I have been lucky in this regard, I haven't been asked to do a lot of overtime or other things for free. But I guess my work experiences in China don't really count as I have never worked in a 100% Chinese company. The only annoying thing has been working on the weekends to make up for holidays, but that is the same for anybody that works in China.

Your husband's experiences sound quite annoying. I hate that of Asian companies (apart from Japan as Mary wrote, Korean companies are also like this). They don't think people should have a private life, or what? Sometimes my boyfriend's company organizes meetings on the weekends and I get extremely pissed off. Meetings are part of the job and as such should be done during work hours, not on a Sunday!!

rosieinbj said...

@Marta, yeah, you actually came to mind when I wrote this. I was thinking about your recent CNY banquet and how working in China isn't all bad!!!

I HATE that everyone has to make up their holidays on the weekend. It is confusing and feels like a punishment after a reward.

RubyMary said...

Oh man that is SO frustrating with your husband! I would be super upset about that, too! Especially the health check up that makes noooo sense whatsoever.

What makes me upset is the no pay thing, it's absolutely ridiculous. In America, you would get sued for that!

In Japan (when I was a teacher) they also made us attend after school parties, drinking events, school events on the weekend etc.., but at least they apologized and bowed and were very kind about it. I didn't complain because I knew they had to suffer through it, too, and probably weren't getting OT either.

Anyway, I feel so bad for your husband! Ick. And a government job means a lot of sticky tape and regulations..

Super cute photo of your son with the hat! :D

rosieinbj said...

Thanks for your comment Mary--and for inspiring me to write about this (AND for reminding me that I'm not alone in being aggravated about sucky work conditions in Asia).

Nemameido said...

I am so sorry to hear that your husband has all of this unpaid extra work. In the back of my mind I have known about this kind of thing, and I've seen my colleagues in schools working their tails off too. I guess I don't think about it as much because at the moment my husband's job is to take care of our daughter.

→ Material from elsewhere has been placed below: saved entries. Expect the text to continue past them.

//! Integration tests for the infrastructure components
//!
//! These tests verify that the PostgreSQL database is properly configured
//! and accessible from the application.

use common::database::{DatabaseConfig, health_check, init_pool};
use sqlx::Row;

/// Test that verifies PostgreSQL is accessible and can perform basic
/// operations
#[tokio::test]
#[ignore = "requires a running PostgreSQL instance"]
async fn test_infrastructure_integration() -> Result<(), Box<dyn std::error::Error>> {
    // Initialize PostgreSQL connection pool
    let db_config = DatabaseConfig::from_env()?;
    let pool = init_pool(&db_config).await?;

    // Verify PostgreSQL connectivity
    assert!(health_check(&pool).await?, "Database health check failed");

    // Perform a simple query to test database connectivity
    let row = sqlx::query("SELECT 1 as result").fetch_one(&pool).await?;

    let result: i32 = row.get("result");
    assert_eq!(result, 1, "PostgreSQL simple query test failed");

    Ok(())
}
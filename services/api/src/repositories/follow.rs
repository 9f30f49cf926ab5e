//! Follow graph repository
//!
//! Edges are soft-deleted: unfollowing flips `is_active` and a later
//! re-follow reactivates the same row, so the unique pair constraint
//! always holds one row per ordered pair.

use anyhow::Result;
use chrono::{DateTime, Utc};
use sqlx::{PgPool, Row, postgres::PgRow};
use uuid::Uuid;

use crate::models::follow::{Follow, FollowStats, FollowedUser, SuggestedFollow};
use crate::repositories::user::map_summary;

/// Follow repository for database operations
#[derive(Clone)]
pub struct FollowRepository {
    pool: PgPool,
}

impl FollowRepository {
    /// Create a new follow repository
    pub fn new(pool: PgPool) -> Self {
        Self { pool }
    }

    /// Create or reactivate a follow edge. Returns None when an active
    /// edge already exists.
    pub async fn follow(&self, follower_id: Uuid, following_id: Uuid) -> Result<Option<Follow>> {
        let row = sqlx::query(
            r#"
            INSERT INTO follows (follower_id, following_id)
            VALUES ($1, $2)
            ON CONFLICT (follower_id, following_id)
                DO UPDATE SET is_active = TRUE, updated_at = now()
                WHERE follows.is_active = FALSE
            RETURNING id, follower_id, following_id, is_active, created_at, updated_at
            "#,
        )
        .bind(follower_id)
        .bind(following_id)
        .fetch_optional(&self.pool)
        .await?;

        Ok(row.as_ref().map(map_follow))
    }

    /// Soft-delete an active edge
    pub async fn unfollow(&self, follower_id: Uuid, following_id: Uuid) -> Result<bool> {
        let result = sqlx::query(
            r#"
            UPDATE follows
            SET is_active = FALSE, updated_at = now()
            WHERE follower_id = $1 AND following_id = $2 AND is_active = TRUE
            "#,
        )
        .bind(follower_id)
        .bind(following_id)
        .execute(&self.pool)
        .await?;

        Ok(result.rows_affected() > 0)
    }

    /// Active-edge existence check
    pub async fn is_following(&self, follower_id: Uuid, following_id: Uuid) -> Result<bool> {
        let count: i64 = sqlx::query_scalar(
            r#"
            SELECT COUNT(*)
            FROM follows
            WHERE follower_id = $1 AND following_id = $2 AND is_active = TRUE
            "#,
        )
        .bind(follower_id)
        .bind(following_id)
        .fetch_one(&self.pool)
        .await?;

        Ok(count > 0)
    }

    /// Follower and following counts for a user
    pub async fn stats(&self, user_id: Uuid) -> Result<FollowStats> {
        let row = sqlx::query(
            r#"
            SELECT
                (SELECT COUNT(*) FROM follows
                 WHERE following_id = $1 AND is_active = TRUE) AS followers_count,
                (SELECT COUNT(*) FROM follows
                 WHERE follower_id = $1 AND is_active = TRUE) AS following_count
            "#,
        )
        .bind(user_id)
        .fetch_one(&self.pool)
        .await?;

        Ok(FollowStats {
            followers_count: row.get("followers_count"),
            following_count: row.get("following_count"),
        })
    }

    /// Users following `user_id`, newest edge first
    pub async fn followers(
        &self,
        user_id: Uuid,
        limit: i64,
        offset: i64,
    ) -> Result<(Vec<FollowedUser>, i64)> {
        let rows = sqlx::query(
            r#"
            SELECT u.id, u.profile, f.created_at AS followed_at
            FROM follows f
            JOIN users u ON u.id = f.follower_id
            WHERE f.following_id = $1 AND f.is_active = TRUE AND u.is_active = TRUE
            ORDER BY f.created_at DESC
            LIMIT $2 OFFSET $3
            "#,
        )
        .bind(user_id)
        .bind(limit)
        .bind(offset)
        .fetch_all(&self.pool)
        .await?;

        let total: i64 = sqlx::query_scalar(
            r#"
            SELECT COUNT(*)
            FROM follows f
            JOIN users u ON u.id = f.follower_id
            WHERE f.following_id = $1 AND f.is_active = TRUE AND u.is_active = TRUE
            "#,
        )
        .bind(user_id)
        .fetch_one(&self.pool)
        .await?;

        let users = rows
            .iter()
            .map(map_followed_user)
            .collect::<Result<Vec<_>>>()?;
        Ok((users, total))
    }

    /// Users `user_id` follows, newest edge first
    pub async fn following(
        &self,
        user_id: Uuid,
        limit: i64,
        offset: i64,
    ) -> Result<(Vec<FollowedUser>, i64)> {
        let rows = sqlx::query(
            r#"
            SELECT u.id, u.profile, f.created_at AS followed_at
            FROM follows f
            JOIN users u ON u.id = f.following_id
            WHERE f.follower_id = $1 AND f.is_active = TRUE AND u.is_active = TRUE
            ORDER BY f.created_at DESC
            LIMIT $2 OFFSET $3
            "#,
        )
        .bind(user_id)
        .bind(limit)
        .bind(offset)
        .fetch_all(&self.pool)
        .await?;

        let total: i64 = sqlx::query_scalar(
            r#"
            SELECT COUNT(*)
            FROM follows f
            JOIN users u ON u.id = f.following_id
            WHERE f.follower_id = $1 AND f.is_active = TRUE AND u.is_active = TRUE
            "#,
        )
        .bind(user_id)
        .fetch_one(&self.pool)
        .await?;

        let users = rows
            .iter()
            .map(map_followed_user)
            .collect::<Result<Vec<_>>>()?;
        Ok((users, total))
    }

    /// IDs of everyone `user_id` actively follows
    pub async fn following_ids(&self, user_id: Uuid) -> Result<Vec<Uuid>> {
        let ids = sqlx::query_scalar(
            r#"
            SELECT following_id
            FROM follows
            WHERE follower_id = $1 AND is_active = TRUE
            "#,
        )
        .bind(user_id)
        .fetch_all(&self.pool)
        .await?;

        Ok(ids)
    }

    /// Users with active edges in both directions
    pub async fn mutual(&self, user_id: Uuid) -> Result<Vec<crate::models::user::UserSummary>> {
        let rows = sqlx::query(
            r#"
            SELECT u.id, u.profile
            FROM follows f1
            JOIN follows f2
              ON f2.follower_id = f1.following_id AND f2.following_id = f1.follower_id
            JOIN users u ON u.id = f1.following_id
            WHERE f1.follower_id = $1
              AND f1.is_active = TRUE
              AND f2.is_active = TRUE
              AND u.is_active = TRUE
            ORDER BY f1.created_at DESC
            "#,
        )
        .bind(user_id)
        .fetch_all(&self.pool)
        .await?;

        rows.iter().map(map_summary).collect()
    }

    /// People the user's followers follow, excluding the user and anyone
    /// already followed. Ranked by distinct connecting followers, then by
    /// total connecting paths.
    pub async fn suggestions(&self, user_id: Uuid, limit: i64) -> Result<Vec<SuggestedFollow>> {
        let rows = sqlx::query(
            r#"
            SELECT u.id, u.profile,
                   COUNT(DISTINCT f1.follower_id) AS connection_count,
                   COUNT(*) AS path_count
            FROM follows f1
            JOIN follows f2 ON f2.follower_id = f1.follower_id
            JOIN users u ON u.id = f2.following_id
            WHERE f1.following_id = $1
              AND f1.is_active = TRUE
              AND f2.is_active = TRUE
              AND u.is_active = TRUE
              AND f2.following_id != $1
              AND NOT EXISTS (
                  SELECT 1 FROM follows f3
                  WHERE f3.follower_id = $1
                    AND f3.following_id = f2.following_id
                    AND f3.is_active = TRUE
              )
            GROUP BY u.id, u.profile
            ORDER BY connection_count DESC, path_count DESC
            LIMIT $2
            "#,
        )
        .bind(user_id)
        .bind(limit)
        .fetch_all(&self.pool)
        .await?;

        rows.iter()
            .map(|row| {
                Ok(SuggestedFollow {
                    user: map_summary(row)?,
                    connection_count: row.get("connection_count"),
                    path_count: row.get("path_count"),
                })
            })
            .collect()
    }
}

fn map_follow(row: &PgRow) -> Follow {
    Follow {
        id: row.get("id"),
        follower_id: row.get("follower_id"),
        following_id: row.get("following_id"),
        is_active: row.get("is_active"),
        created_at: row.get("created_at"),
        updated_at: row.get("updated_at"),
    }
}

fn map_followed_user(row: &PgRow) -> Result<FollowedUser> {
    let followed_at: DateTime<Utc> = row.get("followed_at");
    Ok(FollowedUser {
        user: map_summary(row)?,
        followed_at,
    })
}

#[cfg(test)]
mod tests {
    use super::*;
    use crate::models::user::{NewUser, Profile};
    use crate::repositories::user::UserRepository;
    use common::database::{DatabaseConfig, init_pool};

    async fn test_pool() -> Result<PgPool> {
        let config = DatabaseConfig::from_env()?;
        let pool = init_pool(&config).await?;
        sqlx::migrate!("./migrations").run(&pool).await?;
        Ok(pool)
    }

    async fn create_user(pool: &PgPool, first_name: &str) -> Result<Uuid> {
        let user = UserRepository::new(pool.clone())
            .create(&NewUser {
                auth_id: format!("local:{}", Uuid::new_v4()),
                email: format!("{}@follow-test.example", Uuid::new_v4()),
                password_hash: None,
                profile: Profile {
                    first_name: first_name.to_string(),
                    last_name: "Tester".to_string(),
                    ..Default::default()
                },
            })
            .await?;
        Ok(user.id)
    }

    #[tokio::test]
    #[ignore = "requires a running PostgreSQL instance"]
    async fn test_unfollow_soft_deletes_and_refollow_reactivates() -> Result<()> {
        let pool = test_pool().await?;
        let repo = FollowRepository::new(pool.clone());
        let alice = create_user(&pool, "Alice").await?;
        let bob = create_user(&pool, "Bob").await?;

        let edge = repo.follow(alice, bob).await?.expect("edge created");
        assert!(repo.is_following(alice, bob).await?);

        // A second follow while the edge is active is a no-op
        assert!(repo.follow(alice, bob).await?.is_none());

        assert!(repo.unfollow(alice, bob).await?);
        assert!(!repo.is_following(alice, bob).await?);

        // The row survives the unfollow, flagged inactive
        let row = sqlx::query(
            "SELECT id, is_active FROM follows WHERE follower_id = $1 AND following_id = $2",
        )
        .bind(alice)
        .bind(bob)
        .fetch_one(&pool)
        .await?;
        assert_eq!(row.get::<Uuid, _>("id"), edge.id);
        assert!(!row.get::<bool, _>("is_active"));

        // Re-following reactivates the same row instead of inserting
        let revived = repo.follow(alice, bob).await?.expect("edge reactivated");
        assert_eq!(revived.id, edge.id);
        assert!(revived.is_active);
        assert!(repo.is_following(alice, bob).await?);

        let count: i64 =
            sqlx::query_scalar("SELECT COUNT(*) FROM follows WHERE follower_id = $1 AND following_id = $2")
                .bind(alice)
                .bind(bob)
                .fetch_one(&pool)
                .await?;
        assert_eq!(count, 1);

        Ok(())
    }

    #[tokio::test]
    #[ignore = "requires a running PostgreSQL instance"]
    async fn test_mutual_follow_is_symmetric() -> Result<()> {
        let pool = test_pool().await?;
        let repo = FollowRepository::new(pool.clone());
        let alice = create_user(&pool, "Alice").await?;
        let bob = create_user(&pool, "Bob").await?;
        let carol = create_user(&pool, "Carol").await?;

        repo.follow(alice, bob).await?;
        repo.follow(bob, alice).await?;
        repo.follow(alice, carol).await?;

        let alice_mutuals = repo.mutual(alice).await?;
        assert!(alice_mutuals.iter().any(|u| u.id == bob));
        assert!(!alice_mutuals.iter().any(|u| u.id == carol));

        let bob_mutuals = repo.mutual(bob).await?;
        assert!(bob_mutuals.iter().any(|u| u.id == alice));

        // Breaking one direction breaks it for both sides
        repo.unfollow(bob, alice).await?;
        assert!(!repo.mutual(alice).await?.iter().any(|u| u.id == bob));
        assert!(!repo.mutual(bob).await?.iter().any(|u| u.id == alice));

        Ok(())
    }
}
//! Fehlertypen fuer den Audio-Mix

use brainswap_core::BrainswapError;
use thiserror::Error;

use crate::toolkit::{NodeId, Param};

/// Alle moeglichen Fehler des Audio-Mix
#[derive(Debug, Error)]
pub enum AudioError {
    #[error("Unbekannter Audio-Knoten: {0}")]
    KnotenUnbekannt(NodeId),

    #[error("Knoten {node} hat keinen Parameter {param:?}")]
    ParameterNichtUnterstuetzt { node: NodeId, param: Param },

    #[error("Knoten {0} ist keine Quelle")]
    KeineQuelle(NodeId),

    #[error("Dekodierung fehlgeschlagen: {0}")]
    Dekodierung(String),

    #[error("Konfigurationsfehler: {0}")]
    Konfiguration(String),
}

pub type AudioResult<T> = Result<T, AudioError>;

impl From<hound::Error> for AudioError {
    fn from(e: hound::Error) -> Self {
        AudioError::Dekodierung(e.to_string())
    }
}

impl From<AudioError> for BrainswapError {
    fn from(e: AudioError) -> Self {
        BrainswapError::Audio(e.to_string())
    }
}
impl SimToolkit {
    /// Toolkit mit manueller Uhr bei 0.0
    pub fn new(sample_rate: u32) -> Self {
        Self::with_clock(sample_rate, SimClock::Manual(0.0))
    }

    /// Toolkit dessen Uhr der tokio-Zeit folgt
    pub fn realtime(sample_rate: u32) -> Self {
        Self::with_clock(sample_rate, SimClock::Realtime(Instant::now()))
    }

    fn with_clock(sample_rate: u32, clock: SimClock) -> Self {
        let destination = NodeId(0);
        let mut nodes = BTreeMap::new();
        nodes.insert(destination, SimNode::new(NodeSpec::Gain { gain: 1.0 }));
        Self {
            sample_rate,
            clock,
            next_id: 1,
            destination,
            nodes,
            ffts: HashMap::new(),
        }
    }

    /// Stellt die manuelle Uhr vor. Bei tokio-Uhr ohne Wirkung.
    pub fn advance(&mut self, seconds: f64) {
        if let SimClock::Manual(t) = &mut self.clock {
            *t += seconds;
        }
    }

    /// Anzahl aktiver Verbindungen `from -> to`
    pub fn connection_count(&self, from: NodeId, to: NodeId) -> usize {
        self.nodes
            .get(&from)
            .map(|n| n.outputs.iter().filter(|o| **o == to).count())
            .unwrap_or(0)
    }

    pub fn outputs(&self, node: NodeId) -> Vec<NodeId> {
        self.nodes
            .get(&node)
            .map(|n| n.outputs.clone())
            .unwrap_or_default()
    }

    /// Alle Knoten mit Verbindung zu `node`
    pub fn inputs(&self, node: NodeId) -> Vec<NodeId> {
        self.nodes
            .iter()
            .filter(|(_, n)| n.outputs.contains(&node))
            .map(|(id, _)| *id)
            .collect()
    }

    pub fn spec(&self, node: NodeId) -> Option<&NodeSpec> {
        self.nodes.get(&node).map(|n| &n.spec)
    }

    /// Quelle ist gestartet und noch nicht beendet
    pub fn is_playing(&self, node: NodeId) -> bool {
        let now = self.current_time();
        self.nodes
            .get(&node)
            .map(|n| n.is_playing(now))
            .unwrap_or(false)
    }

    /// Geplanter Stop-Zeitpunkt einer Quelle
    pub fn stop_time(&self, node: NodeId) -> Option<f64> {
        self.nodes.get(&node).and_then(|n| n.playback.stop)
    }

    /// Alle Quellen die gerade spielen
    pub fn playing_sources(&self) -> Vec<NodeId> {
        let now = self.current_time();
        self.nodes
            .iter()
            .filter(|(_, n)| n.is_playing(now))
            .map(|(id, _)| *id)
            .collect()
    }

    pub fn node_count(&self) -> usize {
        self.nodes.len()
    }

    fn node(&self, id: NodeId) -> AudioResult<&SimNode> {
        self.nodes.get(&id).ok_or(AudioError::KnotenUnbekannt(id))
    }

    fn node_mut(&mut self, id: NodeId) -> AudioResult<&mut SimNode> {
        self.nodes.get_mut(&id).ok_or(AudioError::KnotenUnbekannt(id))
    }

    fn timeline_mut(&mut self, id: NodeId, param: Param) -> AudioResult<&mut ParamTimeline> {
        let node = self.node_mut(id)?;
        node.params
            .get_mut(&param)
            .ok_or(AudioError::ParameterNichtUnterstuetzt { node: id, param })
    }

    /// Erreicht `from` den Knoten `to` ueber aktive Verbindungen?
    fn reaches(&self, from: NodeId, to: NodeId) -> bool {
        let mut seen = HashSet::new();
        let mut queue = VecDeque::from([from]);
        while let Some(id) = queue.pop_front() {
            if id == to {
                return true;
            }
            if !seen.insert(id) {
                continue;
            }
            if let Some(n) = self.nodes.get(&id) {
                queue.extend(n.outputs.iter().copied());
            }
        }
        false
    }

    /// Summensignal der Quellen am Zeitpunkt `t`
    fn source_sample(&self, node: &SimNode, t: f64) -> f64 {
        let Some(start) = node.playback.start else {
            return 0.0;
        };
        let elapsed = t - start;
        if elapsed < 0.0 {
            return 0.0;
        }
        match &node.spec {
            NodeSpec::Oscillator { .. } => {
                let f = node.value(Param::Frequency, t) as f64;
                (2.0 * PI * f * elapsed).sin()
            }
            NodeSpec::BufferSource { buffer, looping } => {
                let rate = node.value(Param::PlaybackRate, t).max(0.0) as f64;
                let mut pos = (elapsed * rate * buffer.sample_rate() as f64) as usize;
                if *looping && !buffer.is_empty() {
                    pos %= buffer.len();
                }
                buffer
                    .channel(0)
                    .and_then(|c| c.get(pos))
                    .copied()
                    .unwrap_or(0.0) as f64
            }
            _ => 0.0,
        }
    }
}

impl SimNode {
    fn new(spec: NodeSpec) -> Self {
        let mut params = HashMap::new();
        match &spec {
            NodeSpec::Gain { gain } => {
                params.insert(Param::Gain, ParamTimeline::new(*gain));
            }
            NodeSpec::Filter { frequency, .. } | NodeSpec::Oscillator { frequency } => {
                params.insert(Param::Frequency, ParamTimeline::new(*frequency));
            }
            NodeSpec::StereoPanner => {
                params.insert(Param::Pan, ParamTimeline::new(0.0));
            }
            NodeSpec::BufferSource { .. } => {
                params.insert(Param::PlaybackRate, ParamTimeline::new(1.0));
            }
            NodeSpec::Convolver { .. } | NodeSpec::Analyser { .. } => {}
        }
        Self {
            spec,
            params,
            outputs: Vec::new(),
            playback: Playback::default(),
        }
    }

    fn value(&self, param: Param, t: f64) -> f32 {
        self.params
            .get(&param)
            .map(|p| p.value_at(t))
            .unwrap_or(0.0)
    }

    /// Ende der Wiedergabe, None solange offen
    fn end_time(&self) -> Option<f64> {
        let start = self.playback.start?;
        let natural = match &self.spec {
            NodeSpec::BufferSource {
                buffer,
                looping: false,
            } => {
                let rate = self.value(Param::PlaybackRate, start).max(f32::EPSILON) as f64;
                Some(start + buffer.duration_secs() / rate)
            }
            _ => None,
        };
        let stop = self.playback.stop.map(|s| s.max(start));
        match (natural, stop) {
            (Some(a), Some(b)) => Some(a.min(b)),
            (a, b) => a.or(b),
        }
    }

    fn is_playing(&self, now: f64) -> bool {
        match self.playback.start {
            Some(start) if start <= now && !self.playback.ended => {
                self.end_time().map(|end| now < end).unwrap_or(true)
            }
            _ => false,
        }
    }
}

impl AudioToolkit for SimToolkit {
    fn sample_rate(&self) -> u32 {
        self.sample_rate
    }

    fn current_time(&self) -> f64 {
        match self.clock {
            SimClock::Manual(t) => t,
            SimClock::Realtime(origin) => origin.elapsed().as_secs_f64(),
        }
    }

    fn destination(&self) -> NodeId {
        self.destination
    }

    fn create(&mut self, spec: NodeSpec) -> AudioResult<NodeId> {
        if let &NodeSpec::Analyser { fft_size } = &spec {
            if !fft_size.is_power_of_two() || fft_size < 32 {
                return Err(AudioError::Konfiguration(format!(
                    "FFT-Groesse {fft_size} ungueltig"
                )));
            }
            self.ffts
                .entry(fft_size)
                .or_insert_with(|| FftPlanner::new().plan_fft_forward(fft_size));
        }
        let id = NodeId(self.next_id);
        self.next_id += 1;
        self.nodes.insert(id, SimNode::new(spec));
        Ok(id)
    }

    fn connect(&mut self, from: NodeId, to: NodeId) -> AudioResult<()> {
        self.node(to)?;
        self.node_mut(from)?.outputs.push(to);
        trace!(%from, %to, "verbunden");
        Ok(())
    }

    fn disconnect(&mut self, node: NodeId) -> AudioResult<()> {
        self.node_mut(node)?.outputs.clear();
        Ok(())
    }

    fn release(&mut self, node: NodeId) -> AudioResult<()> {
        if node == self.destination {
            return Err(AudioError::Konfiguration(
                "Ausgang kann nicht freigegeben werden".into(),
            ));
        }
        self.nodes
            .remove(&node)
            .ok_or(AudioError::KnotenUnbekannt(node))?;
        for n in self.nodes.values_mut() {
            n.outputs.retain(|o| *o != node);
        }
        trace!(%node, "freigegeben");
        Ok(())
    }

    fn set_value(&mut self, node: NodeId, param: Param, value: f32) -> AudioResult<()> {
        let now = self.current_time();
        self.timeline_mut(node, param)?.set_value_at(value, now);
        Ok(())
    }

    fn set_target_at_time(
        &mut self,
        node: NodeId,
        param: Param,
        target: f32,
        start: f64,
        time_constant: f64,
    ) -> AudioResult<()> {
        self.timeline_mut(node, param)?
            .set_target_at(target, start, time_constant);
        Ok(())
    }

    fn exponential_ramp_to(
        &mut self,
        node: NodeId,
        param: Param,
        value: f32,
        end_time: f64,
    ) -> AudioResult<()> {
        let now = self.current_time();
        self.timeline_mut(node, param)?
            .exponential_ramp_to(value, now, end_time);
        Ok(())
    }

    fn param_value(&self, node: NodeId, param: Param) -> AudioResult<f32> {
        let now = self.current_time();
        self.node(node)?
            .params
            .get(&param)
            .map(|p| p.value_at(now))
            .ok_or(AudioError::ParameterNichtUnterstuetzt { node, param })
    }

    fn start(&mut self, source: NodeId, when: f64) -> AudioResult<()> {
        let node = self.node_mut(source)?;
        if !node.spec.is_source() {
            return Err(AudioError::KeineQuelle(source));
        }
        if node.playback.start.is_some() {
            return Err(AudioError::Konfiguration(format!(
                "Quelle {source} bereits gestartet"
            )));
        }
        node.playback.start = Some(when);
        Ok(())
    }

    fn stop(&mut self, source: NodeId, when: f64) -> AudioResult<()> {
        let node = self.node_mut(source)?;
        if !node.spec.is_source() {
            return Err(AudioError::KeineQuelle(source));
        }
        node.playback.stop = Some(match node.playback.stop {
            Some(existing) => existing.min(when),
            None => when,
        });
        Ok(())
    }

    fn decode(&mut self, bytes: &[u8]) -> AudioResult<AudioBuffer> {
        decode_wav(bytes)
    }

    fn drain_ended(&mut self) -> Vec<NodeId> {
        let now = self.current_time();
        let mut ended = Vec::new();
        for (id, node) in self.nodes.iter_mut() {
            if node.playback.ended || !node.spec.is_source() {
                continue;
            }
            if node.end_time().is_some_and(|end| end <= now) {
                node.playback.ended = true;
                node.outputs.clear();
                ended.push(*id);
            }
        }
        ended
    }

    fn frequency_data(&self, analyser: NodeId) -> AudioResult<Vec<u8>> {
        let &NodeSpec::Analyser { fft_size } = &self.node(analyser)?.spec else {
            return Err(AudioError::Konfiguration(format!(
                "{analyser} ist kein Analyser"
            )));
        };
        let bins = fft_size / 2;
        let now = self.current_time();

        let sources: Vec<&SimNode> = self
            .nodes
            .iter()
            .filter(|(id, n)| n.is_playing(now) && self.reaches(**id, analyser))
            .map(|(_, n)| n)
            .collect();
        if sources.is_empty() {
            return Ok(vec![0; bins]);
        }

        let fft = self
            .ffts
            .get(&fft_size)
            .ok_or_else(|| AudioError::Konfiguration(format!("Kein FFT-Plan fuer {fft_size}")))?;

        let sr = self.sample_rate as f64;
        let mut buffer: Vec<Complex64> = (0..fft_size)
            .map(|n| {
                let t = now - (fft_size - n) as f64 / sr;
                let x: f64 = sources.iter().map(|s| self.source_sample(s, t)).sum();
                // Blackman-Fenster
                let a = 2.0 * PI * n as f64 / fft_size as f64;
                Complex64::new(x * (0.42 - 0.5 * a.cos() + 0.08 * (2.0 * a).cos()), 0.0)
            })
            .collect();
        fft.process(&mut buffer);

        let spectrum = buffer[..bins]
            .iter()
            .map(|c| {
                let mag = c.norm() / fft_size as f64;
                if mag <= 0.0 {
                    return 0;
                }
                let db = 20.0 * mag.log10();
                (((db - MIN_DB) / (MAX_DB - MIN_DB)) * 255.0).clamp(0.0, 255.0) as u8
            })
            .collect();
        Ok(spectrum)
    }
}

I can't imagine you staying alone, nine months pregnant and taking care of a kid! I'm glad everything was alright. It is so unfair that life is like that for so many people in China (or worse!)

Maybe this is why having family around is so so important for Chinese, because when things like this happen, someone can be called in (in theory) to help.

My husbands family is very tight knit like that and so willing to help out with any little thing.

Do you live near your husband's family members?

Anonymous said...

By the way this is Kimberly at Nama-Mama. I guess I do have a blogger account from way back when!

rosieinbj said...

@Kimberly, yes, my m-i-l lives very close by. My f-i-l passed away the year before I met my husband.

How are you coping being away from your husband's family? I suppose it's not so bad since he isn't working (other than the business you guys are starting??).

Constance - Foreign Sanctuary said...

When I lived in Taipei, I was expected to attend workshops during my free time and I wasn't paid for it. However, the number you needed to attend decreased as you gained experience. Attendance was directly linked to your pay increase every 6 months, so I guess there was some incentive to attend.

rosieinbj said...

@Constance, I can understand doing some work functions and not getting paid. I think your situation in Taipei sounds pretty reasonable, as long as proper notice is given. I hate that things here are usually last minute and often without reason.